Exercise description: Transcribe each record as written.

==== Records for this exercise

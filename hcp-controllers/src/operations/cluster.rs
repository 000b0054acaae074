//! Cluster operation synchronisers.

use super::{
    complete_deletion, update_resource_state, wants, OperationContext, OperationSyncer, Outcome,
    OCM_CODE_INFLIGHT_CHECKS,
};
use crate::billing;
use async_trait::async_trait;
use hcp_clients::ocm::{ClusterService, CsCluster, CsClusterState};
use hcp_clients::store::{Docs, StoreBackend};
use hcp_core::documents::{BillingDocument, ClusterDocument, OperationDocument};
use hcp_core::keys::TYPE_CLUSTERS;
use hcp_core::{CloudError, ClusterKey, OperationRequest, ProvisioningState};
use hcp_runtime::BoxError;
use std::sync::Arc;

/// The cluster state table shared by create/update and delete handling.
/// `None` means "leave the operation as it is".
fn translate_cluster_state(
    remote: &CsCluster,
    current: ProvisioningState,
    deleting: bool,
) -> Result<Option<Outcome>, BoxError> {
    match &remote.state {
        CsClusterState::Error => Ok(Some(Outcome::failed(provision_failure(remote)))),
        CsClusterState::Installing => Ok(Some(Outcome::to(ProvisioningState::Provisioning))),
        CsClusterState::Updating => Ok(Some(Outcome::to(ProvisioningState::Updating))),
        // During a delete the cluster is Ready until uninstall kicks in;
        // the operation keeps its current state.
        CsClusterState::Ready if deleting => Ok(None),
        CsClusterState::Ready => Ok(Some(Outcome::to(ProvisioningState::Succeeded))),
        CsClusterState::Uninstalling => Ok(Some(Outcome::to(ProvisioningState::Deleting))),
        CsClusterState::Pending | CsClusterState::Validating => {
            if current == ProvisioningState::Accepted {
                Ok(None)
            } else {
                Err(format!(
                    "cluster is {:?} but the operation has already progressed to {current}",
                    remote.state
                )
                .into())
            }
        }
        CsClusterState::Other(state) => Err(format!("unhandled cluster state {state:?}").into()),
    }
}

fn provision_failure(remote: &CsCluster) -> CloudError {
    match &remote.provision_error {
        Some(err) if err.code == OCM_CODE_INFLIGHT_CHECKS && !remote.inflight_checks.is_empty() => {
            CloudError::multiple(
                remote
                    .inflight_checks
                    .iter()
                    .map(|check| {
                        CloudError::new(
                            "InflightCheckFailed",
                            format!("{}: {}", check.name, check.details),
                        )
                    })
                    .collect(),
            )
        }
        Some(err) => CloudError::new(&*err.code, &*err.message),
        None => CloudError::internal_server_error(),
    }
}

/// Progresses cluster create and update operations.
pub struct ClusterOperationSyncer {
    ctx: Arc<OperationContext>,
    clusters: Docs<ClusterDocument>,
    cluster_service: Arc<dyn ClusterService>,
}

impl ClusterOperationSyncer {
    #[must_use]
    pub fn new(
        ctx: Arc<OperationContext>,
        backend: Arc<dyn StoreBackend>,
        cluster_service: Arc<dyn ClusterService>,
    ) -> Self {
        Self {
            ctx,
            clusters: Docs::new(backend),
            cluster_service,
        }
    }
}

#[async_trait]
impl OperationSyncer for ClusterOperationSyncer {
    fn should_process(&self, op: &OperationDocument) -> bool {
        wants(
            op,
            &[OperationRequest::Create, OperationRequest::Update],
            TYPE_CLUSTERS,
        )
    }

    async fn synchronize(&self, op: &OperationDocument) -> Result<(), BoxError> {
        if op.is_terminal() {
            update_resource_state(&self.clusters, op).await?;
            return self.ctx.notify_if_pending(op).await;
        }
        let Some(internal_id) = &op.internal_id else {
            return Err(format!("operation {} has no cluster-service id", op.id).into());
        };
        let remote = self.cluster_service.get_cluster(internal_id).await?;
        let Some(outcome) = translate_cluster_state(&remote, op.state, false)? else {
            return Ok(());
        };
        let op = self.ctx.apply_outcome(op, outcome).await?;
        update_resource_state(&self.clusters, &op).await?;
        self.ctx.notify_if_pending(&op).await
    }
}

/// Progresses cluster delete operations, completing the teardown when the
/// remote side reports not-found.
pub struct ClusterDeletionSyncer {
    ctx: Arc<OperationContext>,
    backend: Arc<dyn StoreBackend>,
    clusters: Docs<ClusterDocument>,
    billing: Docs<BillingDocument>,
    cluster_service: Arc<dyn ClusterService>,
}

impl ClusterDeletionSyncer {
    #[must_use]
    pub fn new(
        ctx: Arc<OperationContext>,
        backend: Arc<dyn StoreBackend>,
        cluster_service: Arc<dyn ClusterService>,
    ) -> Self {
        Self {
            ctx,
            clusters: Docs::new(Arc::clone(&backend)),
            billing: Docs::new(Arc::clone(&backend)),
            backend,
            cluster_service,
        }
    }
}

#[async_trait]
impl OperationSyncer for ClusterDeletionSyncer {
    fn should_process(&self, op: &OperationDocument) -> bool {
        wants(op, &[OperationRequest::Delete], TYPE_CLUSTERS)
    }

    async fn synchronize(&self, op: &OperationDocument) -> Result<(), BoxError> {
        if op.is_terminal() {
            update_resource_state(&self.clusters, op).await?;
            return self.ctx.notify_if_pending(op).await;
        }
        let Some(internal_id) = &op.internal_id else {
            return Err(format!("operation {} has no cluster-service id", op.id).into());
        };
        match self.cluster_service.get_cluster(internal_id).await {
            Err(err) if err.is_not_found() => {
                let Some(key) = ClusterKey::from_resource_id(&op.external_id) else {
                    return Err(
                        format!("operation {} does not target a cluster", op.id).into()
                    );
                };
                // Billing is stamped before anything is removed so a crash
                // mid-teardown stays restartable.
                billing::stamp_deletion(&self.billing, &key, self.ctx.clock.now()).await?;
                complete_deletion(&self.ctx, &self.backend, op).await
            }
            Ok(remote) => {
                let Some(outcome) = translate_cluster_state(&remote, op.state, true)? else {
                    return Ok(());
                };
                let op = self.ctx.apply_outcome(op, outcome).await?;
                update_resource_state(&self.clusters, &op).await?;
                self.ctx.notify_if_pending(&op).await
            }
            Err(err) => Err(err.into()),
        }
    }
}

========

Solution to this task:
filename hcp-controllers/src/operations/cluster.rs
repository 000b0054acaae074
//! Cluster operation synchronisers.

use super::{
    complete_deletion, update_resource_state, wants, OperationContext, OperationSyncer, Outcome,
    OCM_CODE_INFLIGHT_CHECKS,
};
use crate::billing;
use async_trait::async_trait;
use hcp_clients::ocm::{ClusterService, CsCluster, CsClusterState};
use hcp_clients::store::{Docs, StoreBackend};
use hcp_core::documents::{BillingDocument, ClusterDocument, OperationDocument};
use hcp_core::keys::TYPE_CLUSTERS;
use hcp_core::{CloudError, ClusterKey, OperationRequest, ProvisioningState};
use hcp_runtime::BoxError;
use std::sync::Arc;

/// The cluster state table shared by create/update and delete handling.
/// `None` means "leave the operation as it is".
fn translate_cluster_state(
    remote: &CsCluster,
    current: ProvisioningState,
    deleting: bool,
) -> Result<Option<Outcome>, BoxError> {
    match &remote.state {
        CsClusterState::Error => Ok(Some(Outcome::failed(provision_failure(remote)))),
        CsClusterState::Installing => Ok(Some(Outcome::to(ProvisioningState::Provisioning))),
        CsClusterState::Updating => Ok(Some(Outcome::to(ProvisioningState::Updating))),
        // During a delete the cluster is Ready until uninstall kicks in;
        // the operation keeps its current state.
        CsClusterState::Ready if deleting => Ok(None),
        CsClusterState::Ready => Ok(Some(Outcome::to(ProvisioningState::Succeeded))),
        CsClusterState::Uninstalling => Ok(Some(Outcome::to(ProvisioningState::Deleting))),
        CsClusterState::Pending | CsClusterState::Validating => {
            if current == ProvisioningState::Accepted {
                Ok(None)
            } else {
                Err(format!(
                    "cluster is {:?} but the operation has already progressed to {current}",
                    remote.state
                )
                .into())
            }
        }
        CsClusterState::Other(state) => Err(format!("unhandled cluster state {state:?}").into()),
    }
}

fn provision_failure(remote: &CsCluster) -> CloudError {
    match &remote.provision_error {
        Some(err) if err.code == OCM_CODE_INFLIGHT_CHECKS && !remote.inflight_checks.is_empty() => {
            CloudError::multiple(
                remote
                    .inflight_checks
                    .iter()
                    .map(|check| {
                        CloudError::new(
                            "InflightCheckFailed",
                            format!("{}: {}", check.name, check.details),
                        )
                    })
                    .collect(),
            )
        }
        Some(err) => CloudError::new(&*err.code, &*err.message),
        None => CloudError::internal_server_error(),
    }
}

/// Progresses cluster create and update operations.
pub struct ClusterOperationSyncer {
    ctx: Arc<OperationContext>,
    clusters: Docs<ClusterDocument>,
    cluster_service: Arc<dyn ClusterService>,
}

impl ClusterOperationSyncer {
    #[must_use]
    pub fn new(
        ctx: Arc<OperationContext>,
        backend: Arc<dyn StoreBackend>,
        cluster_service: Arc<dyn ClusterService>,
    ) -> Self {
        Self {
            ctx,
            clusters: Docs::new(backend),
            cluster_service,
        }
    }
}

#[async_trait]
impl OperationSyncer for ClusterOperationSyncer {
    fn should_process(&self, op: &OperationDocument) -> bool {
        wants(
            op,
            &[OperationRequest::Create, OperationRequest::Update],
            TYPE_CLUSTERS,
        )
    }

    async fn synchronize(&self, op: &OperationDocument) -> Result<(), BoxError> {
        if op.is_terminal() {
            update_resource_state(&self.clusters, op).await?;
            return self.ctx.notify_if_pending(op).await;
        }
        let Some(internal_id) = &op.internal_id else {
            return Err(format!("operation {} has no cluster-service id", op.id).into());
        };
        let remote = self.cluster_service.get_cluster(internal_id).await?;
        let Some(outcome) = translate_cluster_state(&remote, op.state, false)? else {
            return Ok(());
        };
        let op = self.ctx.apply_outcome(op, outcome).await?;
        update_resource_state(&self.clusters, &op).await?;
        self.ctx.notify_if_pending(&op).await
    }
}

/// Progresses cluster delete operations, completing the teardown when the
/// remote side reports not-found.
pub struct ClusterDeletionSyncer {
    ctx: Arc<OperationContext>,
    backend: Arc<dyn StoreBackend>,
    clusters: Docs<ClusterDocument>,
    billing: Docs<BillingDocument>,
    cluster_service: Arc<dyn ClusterService>,
}

impl ClusterDeletionSyncer {
    #[must_use]
    pub fn new(
        ctx: Arc<OperationContext>,
        backend: Arc<dyn StoreBackend>,
        cluster_service: Arc<dyn ClusterService>,
    ) -> Self {
        Self {
            ctx,
            clusters: Docs::new(Arc::clone(&backend)),
            billing: Docs::new(Arc::clone(&backend)),
            backend,
            cluster_service,
        }
    }
}

#[async_trait]
impl OperationSyncer for ClusterDeletionSyncer {
    fn should_process(&self, op: &OperationDocument) -> bool {
        wants(op, &[OperationRequest::Delete], TYPE_CLUSTERS)
    }

    async fn synchronize(&self, op: &OperationDocument) -> Result<(), BoxError> {
        if op.is_terminal() {
            update_resource_state(&self.clusters, op).await?;
            return self.ctx.notify_if_pending(op).await;
        }
        let Some(internal_id) = &op.internal_id else {
            return Err(format!("operation {} has no cluster-service id", op.id).into());
        };
        match self.cluster_service.get_cluster(internal_id).await {
            Err(err) if err.is_not_found() => {
                let Some(key) = ClusterKey::from_resource_id(&op.external_id) else {
                    return Err(
                        format!("operation {} does not target a cluster", op.id).into()
                    );
                };
                // Billing is stamped before anything is removed so a crash
                // mid-teardown stays restartable.
                billing::stamp_deletion(&self.billing, &key, self.ctx.clock.now()).await?;
                complete_deletion(&self.ctx, &self.backend, op).await
            }
            Ok(remote) => {
                let Some(outcome) = translate_cluster_state(&remote, op.state, true)? else {
                    return Ok(());
                };
                let op = self.ctx.apply_outcome(op, outcome).await?;
                update_resource_state(&self.clusters, &op).await?;
                self.ctx.notify_if_pending(&op).await
            }
            Err(err) => Err(err.into()),
        }
    }
}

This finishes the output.